Devisons ensemble sur les mérites du Black Metal scandinave. Nous tenons d’ailleurs en cette fin de mois de juin la sortie parfaite pour remettre le débat sur le tapis, puisqu’un des groupes les plus cultes du cru nous honore de son retour après une très longue absence. Pour éviter les malentendus, il ne s’agit pas de MARDUK (mais nous y reviendrons plus tard), mais d’un de leurs homologues, plus récent dans la naissance, mais pas moins complaisant dans la violence. De Dalarna nous en revient donc une créature immonde des abysses, CRAFT, l’un des plus dignes représentants du BM national, fondé en 1998, mais dont les origines remontent à 1994 sous un autre patronyme (NOCTA), et qui semble toujours aussi pertinent en 2018, vingt ans après son apparition. Disposant d’une discographie irrégulière mais impeccable, avec quatre longue-durée depuis leurs débuts (Total Soul Rage en 2000, Terror Propaganda en 2002, Fuck The Universe en 2005 et Void en 2011), les seigneurs du chaos brisent donc le lourd silence de sept ans de réflexion avec ce cinquième volet nommé fort à propos White Noise And Black Metal. Comment en effet être plus franc et mieux jouer la transparence pour décrire leur tonitruant et bruyant retour sous les feux ardents des projecteurs, que cette combinaison sémantique qui colle aux os d’une musique aussi aride qu’une nuit sans pluie et aussi brutale qu’une société à la dérive ? C’est impossible j’en conviens, et même si le groupe prend légèrement ses distances avec les orientations de son dernier LP pour mieux se replonger dans ses origines, les fans acharnés de Void ne seront pas surpris du déferlement de haine viscérale que vomit ce nouvel effort.
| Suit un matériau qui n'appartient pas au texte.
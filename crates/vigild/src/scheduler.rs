//! Escalation scheduler - per-alert timers and tier transitions.
//!
//! One tokio task per armed alert sleeps until the deadline, then takes the
//! alert's lock and re-validates before acting. Cancellation aborts the task;
//! a timer that already got past its sleep is harmless because the
//! re-validation sees the new status or tier and does nothing.

use crate::directory::Recipients;
use crate::state::EngineState;
use chrono::{DateTime, Utc};
use dashmap::mapref::entry::Entry;
use dashmap::DashMap;
use std::sync::atomic::{AtomicU64, Ordering};
use std::sync::Arc;
use std::time::Duration;
use tokio::sync::oneshot;
use tokio::task::JoinHandle;
use tracing::{debug, info, warn};
use vigil_shared::{AlertEvent, AlertId, AlertStatus, EventType, Result};

struct TimerEntry {
    tier: u32,
    generation: u64,
    handle: JoinHandle<()>,
}

/// What startup recovery found
#[derive(Debug, Clone, Default, PartialEq, Eq)]
pub struct RecoveryReport {
    pub loaded: usize,
    pub rearmed: usize,
    /// Deadlines that passed while the engine was down; fired at once
    pub overdue: usize,
}

pub struct Scheduler {
    state: Arc<EngineState>,
    timers: DashMap<AlertId, TimerEntry>,
    generation: AtomicU64,
    retry_delay: Duration,
}

impl Scheduler {
    pub fn new(state: Arc<EngineState>, retry_delay: Duration) -> Self {
        Self {
            state,
            timers: DashMap::new(),
            generation: AtomicU64::new(0),
            retry_delay,
        }
    }

    /// Arm the timer for `tier`, firing at `deadline`. Replaces any timer
    /// already armed for the alert. Past deadlines fire immediately.
    pub fn arm(self: &Arc<Self>, alert_id: AlertId, tier: u32, deadline: DateTime<Utc>) {
        let delay = (deadline - Utc::now()).to_std().unwrap_or(Duration::ZERO);
        self.arm_after(alert_id, tier, delay);
    }

    pub fn arm_after(self: &Arc<Self>, alert_id: AlertId, tier: u32, delay: Duration) {
        let generation = self.generation.fetch_add(1, Ordering::Relaxed);
        let scheduler = Arc::clone(self);
        // The task waits for its entry to be in the table before it can fire
        let (start, gate) = oneshot::channel::<()>();
        let handle = tokio::spawn(async move {
            if gate.await.is_err() {
                return;
            }
            tokio::time::sleep(delay).await;
            scheduler.fire(alert_id, tier, generation).await;
        });
        let armed = TimerEntry {
            tier,
            generation,
            handle,
        };

        match self.timers.entry(alert_id) {
            Entry::Occupied(current) if current.get().generation > generation => {
                debug!(alert_id = %alert_id, tier, "Newer timer already armed");
                return;
            }
            Entry::Occupied(mut current) => {
                let previous = current.insert(armed);
                previous.handle.abort();
            }
            Entry::Vacant(slot) => {
                slot.insert(armed);
            }
        }
        let _ = start.send(());
        debug!(alert_id = %alert_id, tier, "Timer armed, fires in {:?}", delay);
    }

    /// Abort the pending timer, if any
    pub fn cancel(&self, alert_id: AlertId) -> bool {
        match self.timers.remove(&alert_id) {
            Some((_, entry)) => {
                entry.handle.abort();
                debug!(alert_id = %alert_id, tier = entry.tier, "Timer cancelled");
                true
            }
            None => false,
        }
    }

    pub fn is_armed(&self, alert_id: AlertId) -> bool {
        self.timers.contains_key(&alert_id)
    }

    pub fn armed_tier(&self, alert_id: AlertId) -> Option<u32> {
        self.timers.get(&alert_id).map(|entry| entry.tier)
    }

    pub fn pending_count(&self) -> usize {
        self.timers.len()
    }

    /// Abort every timer (shutdown)
    pub fn cancel_all(&self) {
        self.timers.retain(|_, entry| {
            entry.handle.abort();
            false
        });
    }

    async fn fire(self: Arc<Self>, alert_id: AlertId, tier: u32, generation: u64) {
        // Our own entry; a newer arm may already have replaced it
        self.timers
            .remove_if(&alert_id, |_, entry| entry.generation == generation);

        let Some(slot) = self.state.book.get(alert_id).await else {
            return;
        };
        let mut slot = slot.lock().await;

        if !slot.alert.status.is_escalating() || slot.alert.current_tier != tier {
            debug!(
                alert_id = %alert_id,
                tier,
                status = %slot.alert.status,
                "Stale timer, nothing to do"
            );
            return;
        }

        let now = Utc::now();
        let from = slot.alert.status;
        let mut next = slot.alert.clone();
        let event_type = if next.current_tier < next.max_tier() {
            next.current_tier += 1;
            next.status = AlertStatus::Escalated;
            EventType::Escalated
        } else {
            next.status = AlertStatus::Expired;
            EventType::Expired
        };
        next.bump_sequence(now);
        next.reschedule(now);
        let event = AlertEvent::from_alert(&next, event_type, None, None);

        let recipients = if next.current_tier != slot.recipients.tier {
            Recipients::resolve(self.state.directory.as_ref(), &next).await
        } else {
            slot.recipients.clone()
        };

        if let Err(e) = self.state.persist(&next, None, &event, Some(from)).await {
            warn!(
                alert_id = %alert_id,
                tier,
                "Escalation not persisted, retrying in {:?}: {}",
                self.retry_delay,
                e
            );
            self.arm_after(alert_id, tier, self.retry_delay);
            return;
        }

        slot.alert = next;
        slot.recipients = recipients;
        self.state.dispatcher.publish(&event, &slot.recipients);

        match event_type {
            EventType::Expired => {
                warn!(alert_id = %alert_id, tier, "Alert expired without acknowledgment")
            }
            _ => info!(
                alert_id = %alert_id,
                tier = slot.alert.current_tier,
                sequence = slot.alert.sequence,
                "Alert escalated"
            ),
        }

        if let Some(deadline) = slot.alert.pending_deadline() {
            self.arm(alert_id, slot.alert.current_tier, deadline);
        }
    }

    /// Load every persisted alert and re-arm timers for the non-terminal ones.
    /// Terminal alerts are loaded too so lookups and idempotent resolves
    /// keep working after a restart.
    pub async fn recover(self: &Arc<Self>) -> Result<RecoveryReport> {
        let mut report = RecoveryReport::default();
        let now = Utc::now();

        for alert in self.state.store.load_alerts().await? {
            report.loaded += 1;
            let recipients = if alert.is_terminal() {
                Recipients {
                    tier: alert.current_tier,
                    roles: alert.tiers.roles(alert.current_tier),
                    audience: alert.tiers.roles_through(alert.current_tier),
                    responders: vec![],
                }
            } else {
                Recipients::resolve(self.state.directory.as_ref(), &alert).await
            };

            let id = alert.id;
            let tier = alert.current_tier;
            let deadline = if alert.is_terminal() {
                None
            } else {
                alert.pending_deadline()
            };
            self.state.book.insert(alert, recipients).await;

            if let Some(deadline) = deadline {
                if deadline <= now {
                    report.overdue += 1;
                }
                self.arm(id, tier, deadline);
                report.rearmed += 1;
            }
        }

        info!(
            "[BOOT] Recovered {} alerts, {} timers re-armed ({} overdue)",
            report.loaded, report.rearmed, report.overdue
        );
        Ok(report)
    }
}
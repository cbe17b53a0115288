//! Acknowledgment records.
//!
//! Records are append-only: every acknowledge call produces one, whether or
//! not it changed ownership of the alert.

use crate::alert::AlertId;
use crate::error::VigilError;
use chrono::{DateTime, Utc};
use serde::{Deserialize, Serialize};
use std::fmt;
use std::str::FromStr;

/// What a responder said about an alert
#[derive(Debug, Clone, Copy, PartialEq, Eq, Hash, Serialize, Deserialize)]
#[serde(rename_all = "snake_case")]
pub enum ResponseType {
    Responding,
    Acknowledged,
    Unable,
    TakingOver,
    Resolved,
}

impl ResponseType {
    /// Response types that can claim primary ownership
    pub fn claims_ownership(&self) -> bool {
        matches!(self, Self::Responding | Self::TakingOver)
    }
}

impl fmt::Display for ResponseType {
    fn fmt(&self, f: &mut fmt::Formatter<'_>) -> fmt::Result {
        match self {
            Self::Responding => write!(f, "responding"),
            Self::Acknowledged => write!(f, "acknowledged"),
            Self::Unable => write!(f, "unable"),
            Self::TakingOver => write!(f, "taking_over"),
            Self::Resolved => write!(f, "resolved"),
        }
    }
}

impl FromStr for ResponseType {
    type Err = VigilError;

    fn from_str(s: &str) -> Result<Self, Self::Err> {
        match s.trim().to_ascii_lowercase().as_str() {
            "responding" => Ok(Self::Responding),
            "acknowledged" => Ok(Self::Acknowledged),
            "unable" => Ok(Self::Unable),
            "taking_over" => Ok(Self::TakingOver),
            "resolved" => Ok(Self::Resolved),
            other => Err(VigilError::Validation(format!(
                "unknown response type: {}",
                other
            ))),
        }
    }
}

/// One responder's response to an alert
#[derive(Debug, Clone, PartialEq, Serialize, Deserialize)]
pub struct AcknowledgmentRecord {
    pub alert_id: AlertId,
    pub responder_id: String,
    pub response_type: ResponseType,
    pub timestamp: DateTime<Utc>,
    #[serde(default, skip_serializing_if = "Option::is_none")]
    pub note: Option<String>,
    /// Sequence of the event this record produced
    pub sequence: u64,
}

#[cfg(test)]
mod tests {
    use super::*;

    #[test]
    fn test_parse_response_type() {
        assert_eq!(
            "taking_over".parse::<ResponseType>().unwrap(),
            ResponseType::TakingOver
        );
        assert_eq!(
            " Responding ".parse::<ResponseType>().unwrap(),
            ResponseType::Responding
        );
        assert!(matches!(
            "on_my_way".parse::<ResponseType>(),
            Err(VigilError::Validation(_))
        ));
    }

    #[test]
    fn test_ownership_claims() {
        assert!(ResponseType::Responding.claims_ownership());
        assert!(ResponseType::TakingOver.claims_ownership());
        assert!(!ResponseType::Acknowledged.claims_ownership());
        assert!(!ResponseType::Unable.claims_ownership());
    }
}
Car CRAFT, comme son nom l’indique, sait créer des ambiances délétères et des atmosphères mortifères. En se calant sur le purisme d’un BM des nineties, et en admettant les leçons apprises des DARKTHRONE, d’IMMORTAL et MARDUK, ils assument pleinement leur identité, tout en proposant quelques digressions intéressantes et non dénuées d’un groove assez marqué. Les adorateurs de Transilvanian Hunger et groupies absolues de CAPATHIAN FOREST, KHOLD, SHINING ou WATAIN seront ravis de retrouver ces rythmiques épileptiques, ces soudaines pesées compressant les tympans, ces vocaux décharnés se rapprochant de ceux de Nocturno Culto, ces riffs empestant la pourriture, et ce climat froid comme un hiver sans fin, composantes essentielles de la musique du quatuor (Joakim Karlsson - guitare, John Doe - guitare, Nox - chant et Phil A.Cirone - basse). De fait, White Noise And Black Metal est en effet égal à la somme de ses parties, et nous réconcilie enfin avec le rigorisme du BM le plus traditionnel, qui ne crache pas sur un brin de modernisme par touches fugaces. Ce modernisme, ou plutôt ce subtil désir de s’inscrire dans son époque se matérialise surtout autour de quelques parties empruntes de Black N’Roll, loin d’être aussi putassières que l’ADN du DARKTHRONE le plus cocasse, mais très efficaces pour obliger l’auditeur à ne pas se reposer sur ses certitudes. Pourtant, les certitudes sont bien là, et le mélange de nihilisme des débuts de la scène s’accommodant fort bien d’une production à faire pâlir Morgan et Mortuus, le résultat est une fois de plus terrifiant, envoutant, bruyant, et incroyablement puissant.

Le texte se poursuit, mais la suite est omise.